--- Work instructions ---
Across the entries below, how many lines contain the word "Some"? Give the number alone.

--- Data to use ---
use pretty_assertions::assert_eq;
use proptest::prelude::*;
use tang_plan::{Bindings, InjectionPlan, PlanBuilder, PlanKind};
use tang_test_utils::{
    build, constructor, deep_shape, init_tracing, instance, sample_hierarchy, sample_plans,
    shape, shape_plan, subplan, unbound,
};
use tang_types::{HierarchyError, MemoryHierarchy};
use tang_wire::{
    decode, encode, from_bytes, read_plan, to_bytes, write_plan, PlanRecord, WireConfig,
    WireError, WireFormat,
};

const FORMATS: [WireFormat; 2] = [WireFormat::Binary, WireFormat::Json];

fn config(format: WireFormat) -> WireConfig {
    WireConfig::new().with_format(format)
}

fn round_trip(h: &MemoryHierarchy, plan: &InjectionPlan, format: WireFormat) -> InjectionPlan {
    let bytes = to_bytes(plan, &config(format)).unwrap();
    from_bytes(h, &bytes, &config(format)).unwrap()
}

fn variant(plan: &InjectionPlan) -> &'static str {
    match plan.kind() {
        PlanKind::Instance(_) => "instance",
        PlanKind::Constructor { .. } => "constructor",
        PlanKind::Subplan { .. } => "subplan",
    }
}

// Node for node: identity, variant, selection, value and future flag
fn same_tree(restored: &InjectionPlan, original: &InjectionPlan) -> Result<(), TestCaseError> {
    let mut pending = vec![(restored, original)];
    while let Some((a, b)) = pending.pop() {
        prop_assert_eq!(a.node().full_name(), b.node().full_name());
        prop_assert_eq!(variant(a), variant(b));
        prop_assert_eq!(a.selected_index(), b.selected_index());
        prop_assert_eq!(
            a.value().map(|v| v.as_str()),
            b.value().map(|v| v.as_str())
        );
        prop_assert_eq!(a.is_deferred(), b.is_deferred());
        prop_assert_eq!(a.children().len(), b.children().len());
        pending.extend(a.children().iter().zip(b.children()));
    }
    Ok(())
}

fn assert_same_plan(restored: &InjectionPlan, original: &InjectionPlan) {
    assert_eq!(restored.to_pretty_string(), original.to_pretty_string());
    assert_eq!(restored.num_alternatives(), original.num_alternatives());
    assert_eq!(restored.is_ambiguous(), original.is_ambiguous());
    assert_eq!(
        restored.has_future_dependency(),
        original.has_future_dependency()
    );
    assert_eq!(encode(restored), encode(original));
}

#[test]
fn sample_plans_survive_both_encodings() {
    init_tracing();
    let h = sample_hierarchy();
    for plan in sample_plans(&h) {
        for format in FORMATS {
            assert_same_plan(&round_trip(&h, &plan, format), &plan);
        }
    }
}

fn chain_hierarchy(len: usize) -> MemoryHierarchy {
    let mut h = MemoryHierarchy::new();
    for i in 0..len {
        h.add_class(&format!("app.C{i}")).unwrap();
    }
    for i in 0..len - 1 {
        let next = format!("app.C{}", i + 1);
        h.add_constructor(&format!("app.C{i}"), &[next.as_str()])
            .unwrap();
    }
    h.add_constructor(&format!("app.C{}", len - 1), &[]).unwrap();
    h
}

#[test]
fn longest_default_chain_survives_both_encodings() {
    let h = chain_hierarchy(30);
    let bindings = Bindings::new();
    let plan = PlanBuilder::new(&h, &bindings).build_by_name("app.C0").unwrap();
    assert!(plan.is_injectable());
    assert_eq!(encode(&plan).depth(), 60);

    for format in FORMATS {
        assert_same_plan(&round_trip(&h, &plan, format), &plan);
    }
}

#[test]
fn plan_deeper_than_limit_is_not_written() {
    let h = chain_hierarchy(30);
    let plan = build(&h, &Bindings::new(), "app.C0");
    let narrow = WireConfig::new().with_max_depth(10);

    let err = to_bytes(&plan, &narrow).unwrap_err();
    assert!(matches!(err, WireError::TooDeep { max_depth: 10 }));

    let bytes = to_bytes(&plan, &WireConfig::new()).unwrap();
    let err = from_bytes(&h, &bytes, &narrow).unwrap_err();
    assert!(matches!(err, WireError::TooDeep { max_depth: 10 }));
}

#[test]
fn hand_assembled_plan_survives_both_encodings() {
    let h = sample_hierarchy();
    let logger = constructor(&h, "app.Logger", Vec::new());
    let server = constructor(&h, "app.Server", vec![logger, instance(&h, "app.Port", "9090")]);
    let clock = subplan(
        &h,
        "app.Clock",
        vec![
            unbound(&h, "app.SystemClock"),
            subplan(&h, "app.FakeClock", vec![constructor(&h, "app.FakeClock", Vec::new())]),
        ],
    );
    assert_eq!(clock.selected_index(), Some(1));

    for plan in [server, clock] {
        for format in FORMATS {
            assert_same_plan(&round_trip(&h, &plan, format), &plan);
        }
    }
}

#[test]
fn decoded_plan_explains_itself_the_same_way() {
    let h = sample_hierarchy();
    let plan = build(&h, &Bindings::new(), "app.Client");
    let restored = decode(&h, &encode(&plan)).unwrap();

    assert_eq!(
        restored.to_cant_inject_string().unwrap(),
        plan.to_cant_inject_string().unwrap()
    );
}

fn two_implementations(with_broken: bool) -> MemoryHierarchy {
    let mut h = MemoryHierarchy::new();
    h.add_class("app.Store").unwrap();
    h.add_class("app.MemoryStore").unwrap();
    h.add_constructor("app.MemoryStore", &[]).unwrap();
    if with_broken {
        h.add_named_parameter("app.Url", None).unwrap();
        h.add_class("app.SqlStore").unwrap();
        h.add_constructor("app.SqlStore", &["app.Url"]).unwrap();
        h.add_implementation("app.Store", "app.SqlStore").unwrap();
    }
    h.add_implementation("app.Store", "app.MemoryStore").unwrap();
    h
}

#[test]
fn missing_alternative_identity_fails_decode() {
    let full = two_implementations(true);
    let plan = build(&full, &Bindings::new(), "app.Store");
    assert_eq!(plan.selected_index(), Some(1));

    let record = encode(&plan);
    assert_eq!(record.subplan.as_ref().unwrap().selected_plan, 1);
    assert_eq!(record.subplan.as_ref().unwrap().plans.len(), 2);

    let partial = two_implementations(false);
    let err = decode(&partial, &record).unwrap_err();
    assert!(err.is_structural());
    assert!(matches!(
        err,
        WireError::Unresolved {
            ref name,
            source: HierarchyError::NameNotFound(_),
        } if name == "app.SqlStore"
    ));
}

#[test]
fn malformed_record_fails_decode() {
    let h = sample_hierarchy();
    let mut record = PlanRecord::new_instance("app.Port", "80");
    record.instance = None;

    let err = decode(&h, &record).unwrap_err();
    assert!(matches!(err, WireError::Malformed { cases: 0, .. }));
}

#[test]
fn write_then_read_file() {
    let h = sample_hierarchy();
    let plan = build(&h, &Bindings::new(), "app.Parent");
    let dir = tempfile::tempdir().unwrap();

    for (file, format) in [("plan.bin", WireFormat::Binary), ("plan.json", WireFormat::Json)] {
        let path = dir.path().join("nested").join(file);
        let config = WireConfig::new().with_format(format);

        write_plan(&path, &plan, &config).unwrap();
        let restored = read_plan(&path, &h, &config).unwrap();
        assert_same_plan(&restored, &plan);
    }

    let mut files: Vec<_> = std::fs::read_dir(dir.path().join("nested"))
        .unwrap()
        .map(|entry| entry.unwrap().file_name().into_string().unwrap())
        .collect();
    files.sort();
    assert_eq!(files, ["plan.bin", "plan.json"]);
}

#[test]
fn write_replaces_existing_file() {
    let h = sample_hierarchy();
    let dir = tempfile::tempdir().unwrap();
    let path = dir.path().join("plan.bin");
    let config = WireConfig::new();

    write_plan(&path, &build(&h, &Bindings::new(), "app.Logger"), &config).unwrap();
    let server = build(&h, &Bindings::new(), "app.Server");
    write_plan(&path, &server, &config).unwrap();

    let restored = read_plan(&path, &h, &config).unwrap();
    assert_eq!(restored.node().full_name(), "app.Server");
}

#[test]
fn concurrent_writers_leave_one_whole_plan() {
    let h = sample_hierarchy();
    let plans = sample_plans(&h);
    let dir = tempfile::tempdir().unwrap();
    let path = dir.path().join("plan.bin");
    let config = WireConfig::new();

    std::thread::scope(|scope| {
        for plan in &plans {
            let path = &path;
            let config = &config;
            scope.spawn(move || write_plan(path, plan, config).unwrap());
        }
    });

    let restored = read_plan(&path, &h, &config).unwrap();
    assert!(plans
        .iter()
        .any(|plan| plan.to_pretty_string() == restored.to_pretty_string()));
    assert_eq!(std::fs::read_dir(dir.path()).unwrap().count(), 1);
}

#[test]
fn failed_write_leaves_no_file() {
    let h = sample_hierarchy();
    let dir = tempfile::tempdir().unwrap();
    let blocker = dir.path().join("blocker");
    std::fs::write(&blocker, b"not a directory").unwrap();
    let path = blocker.join("plan.bin");

    let err = write_plan(&path, &build(&h, &Bindings::new(), "app.Logger"), &WireConfig::new())
        .unwrap_err();
    assert!(matches!(err, WireError::Io { .. }));
    assert!(!err.is_structural());
    assert!(!path.exists());
}

#[test]
fn missing_file_is_io_error() {
    let h = sample_hierarchy();
    let dir = tempfile::tempdir().unwrap();
    let path = dir.path().join("absent.bin");

    let err = read_plan(&path, &h, &WireConfig::new()).unwrap_err();
    assert!(matches!(err, WireError::Io { .. }));
}

#[test]
fn json_file_is_rejected_by_binary_reader() {
    let h = sample_hierarchy();
    let dir = tempfile::tempdir().unwrap();
    let path = dir.path().join("plan.json");
    let plan = build(&h, &Bindings::new(), "app.Server");

    write_plan(&path, &plan, &WireConfig::new().with_format(WireFormat::Json)).unwrap();
    let err = read_plan(&path, &h, &WireConfig::new()).unwrap_err();
    assert!(!matches!(err, WireError::Io { .. }));
}

proptest! {
    #[test]
    fn prop_bound_values_are_preserved(value in "\\PC{0,24}") {
        let h = sample_hierarchy();
        let bindings = Bindings::new().with_instance("app.Port", value.clone());
        let plan = build(&h, &bindings, "app.Server");

        for format in FORMATS {
            let restored = round_trip(&h, &plan, format);
            let args = restored.delegated_plan().unwrap().args().unwrap();
            prop_assert_eq!(args[1].value().unwrap().as_str(), value.as_str());
        }
    }

    #[test]
    fn prop_random_trees_round_trip(shape in shape(5)) {
        let (h, plan) = shape_plan(&shape);
        for format in FORMATS {
            same_tree(&round_trip(&h, &plan, format), &plan)?;
        }
        same_tree(&decode(&h, &encode(&plan)).unwrap(), &plan)?;
    }

    #[test]
    fn prop_deep_trees_round_trip(shape in deep_shape(45..120)) {
        let (h, plan) = shape_plan(&shape);
        prop_assert!(encode(&plan).depth() > 45);
        for format in FORMATS {
            same_tree(&round_trip(&h, &plan, format), &plan)?;
        }
    }
}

--- Result of this task ---
3